• Collected data:
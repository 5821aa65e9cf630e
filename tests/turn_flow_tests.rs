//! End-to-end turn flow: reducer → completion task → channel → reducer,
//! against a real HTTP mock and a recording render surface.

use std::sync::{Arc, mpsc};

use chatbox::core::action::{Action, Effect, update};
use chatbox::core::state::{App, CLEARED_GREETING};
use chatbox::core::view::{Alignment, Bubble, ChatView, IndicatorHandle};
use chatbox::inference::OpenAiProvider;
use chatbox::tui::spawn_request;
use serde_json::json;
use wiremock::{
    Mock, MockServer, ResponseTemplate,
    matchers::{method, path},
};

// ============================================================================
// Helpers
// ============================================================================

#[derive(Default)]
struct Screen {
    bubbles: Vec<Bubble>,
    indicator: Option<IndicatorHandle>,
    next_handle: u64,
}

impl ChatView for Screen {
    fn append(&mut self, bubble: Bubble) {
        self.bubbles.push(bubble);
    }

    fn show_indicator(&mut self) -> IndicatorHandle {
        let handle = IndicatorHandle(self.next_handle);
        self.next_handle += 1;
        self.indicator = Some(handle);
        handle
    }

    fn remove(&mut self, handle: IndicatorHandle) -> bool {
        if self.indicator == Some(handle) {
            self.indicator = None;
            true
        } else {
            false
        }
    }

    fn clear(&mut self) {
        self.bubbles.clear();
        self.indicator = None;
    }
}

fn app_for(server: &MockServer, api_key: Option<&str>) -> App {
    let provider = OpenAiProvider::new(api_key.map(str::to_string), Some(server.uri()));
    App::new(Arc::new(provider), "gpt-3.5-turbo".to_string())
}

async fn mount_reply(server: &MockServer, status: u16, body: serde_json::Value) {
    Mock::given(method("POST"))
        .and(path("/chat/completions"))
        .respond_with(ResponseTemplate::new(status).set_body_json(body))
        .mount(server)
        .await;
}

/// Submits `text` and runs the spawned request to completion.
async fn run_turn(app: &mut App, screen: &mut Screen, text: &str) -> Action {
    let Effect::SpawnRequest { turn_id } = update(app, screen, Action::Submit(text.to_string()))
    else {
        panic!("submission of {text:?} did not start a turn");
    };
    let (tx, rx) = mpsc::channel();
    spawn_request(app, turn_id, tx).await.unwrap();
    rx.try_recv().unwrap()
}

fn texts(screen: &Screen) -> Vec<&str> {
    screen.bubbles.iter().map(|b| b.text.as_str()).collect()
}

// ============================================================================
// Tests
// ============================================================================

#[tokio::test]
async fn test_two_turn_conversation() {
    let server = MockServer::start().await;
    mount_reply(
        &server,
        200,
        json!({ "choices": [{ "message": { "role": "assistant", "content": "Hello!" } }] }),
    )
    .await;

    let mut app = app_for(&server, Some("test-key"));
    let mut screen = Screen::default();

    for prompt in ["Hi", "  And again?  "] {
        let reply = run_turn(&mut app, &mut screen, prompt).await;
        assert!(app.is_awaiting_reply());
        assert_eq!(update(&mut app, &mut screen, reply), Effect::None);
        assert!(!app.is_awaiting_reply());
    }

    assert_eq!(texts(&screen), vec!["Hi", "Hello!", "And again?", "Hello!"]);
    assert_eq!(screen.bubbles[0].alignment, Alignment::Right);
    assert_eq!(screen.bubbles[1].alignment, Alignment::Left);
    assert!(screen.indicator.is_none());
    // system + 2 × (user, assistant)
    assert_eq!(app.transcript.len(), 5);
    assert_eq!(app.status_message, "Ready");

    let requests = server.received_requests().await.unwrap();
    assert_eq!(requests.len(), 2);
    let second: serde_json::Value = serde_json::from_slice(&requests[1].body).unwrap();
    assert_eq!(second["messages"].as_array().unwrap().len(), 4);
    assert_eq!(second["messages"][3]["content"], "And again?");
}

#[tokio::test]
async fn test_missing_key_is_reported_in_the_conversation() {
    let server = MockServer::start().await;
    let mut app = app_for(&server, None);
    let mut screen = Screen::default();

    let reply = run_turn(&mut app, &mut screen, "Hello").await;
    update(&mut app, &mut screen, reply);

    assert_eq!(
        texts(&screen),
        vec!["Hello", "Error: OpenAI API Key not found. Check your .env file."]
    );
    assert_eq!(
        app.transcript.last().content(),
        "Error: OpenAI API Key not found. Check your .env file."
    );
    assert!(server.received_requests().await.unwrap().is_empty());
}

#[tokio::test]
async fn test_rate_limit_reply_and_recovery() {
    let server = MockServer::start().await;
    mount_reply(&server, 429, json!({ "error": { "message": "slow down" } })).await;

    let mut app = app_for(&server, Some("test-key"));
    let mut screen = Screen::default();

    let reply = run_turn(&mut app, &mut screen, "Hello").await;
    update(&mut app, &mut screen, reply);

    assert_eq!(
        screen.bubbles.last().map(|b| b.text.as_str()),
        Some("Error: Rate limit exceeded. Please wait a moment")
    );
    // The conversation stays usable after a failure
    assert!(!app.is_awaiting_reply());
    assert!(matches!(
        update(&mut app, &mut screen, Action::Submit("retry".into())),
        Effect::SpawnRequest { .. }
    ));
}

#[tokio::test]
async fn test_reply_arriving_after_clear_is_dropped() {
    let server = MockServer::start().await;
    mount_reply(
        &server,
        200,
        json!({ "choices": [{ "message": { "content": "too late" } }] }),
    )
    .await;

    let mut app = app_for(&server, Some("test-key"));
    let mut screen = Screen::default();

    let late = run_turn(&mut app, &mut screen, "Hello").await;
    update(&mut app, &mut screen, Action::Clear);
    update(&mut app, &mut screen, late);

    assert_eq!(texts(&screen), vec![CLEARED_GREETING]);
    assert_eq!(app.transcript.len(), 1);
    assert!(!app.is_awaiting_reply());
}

• Directions:
The expected answer is an exact copy of the lines above, beginning at the line with "update(app, screen, Action::Submit(text.to_string()))" and ending at the line with "let reply = run_turn(&mut app, &mut screen, prompt).await;", with both ends in.

• Result for this exercise:
    let Effect::SpawnRequest { turn_id } = update(app, screen, Action::Submit(text.to_string()))
    else {
        panic!("submission of {text:?} did not start a turn");
    };
    let (tx, rx) = mpsc::channel();
    spawn_request(app, turn_id, tx).await.unwrap();
    rx.try_recv().unwrap()
}

fn texts(screen: &Screen) -> Vec<&str> {
    screen.bubbles.iter().map(|b| b.text.as_str()).collect()
}

// ============================================================================
// Tests
// ============================================================================

#[tokio::test]
async fn test_two_turn_conversation() {
    let server = MockServer::start().await;
    mount_reply(
        &server,
        200,
        json!({ "choices": [{ "message": { "role": "assistant", "content": "Hello!" } }] }),
    )
    .await;

    let mut app = app_for(&server, Some("test-key"));
    let mut screen = Screen::default();

    for prompt in ["Hi", "  And again?  "] {
        let reply = run_turn(&mut app, &mut screen, prompt).await;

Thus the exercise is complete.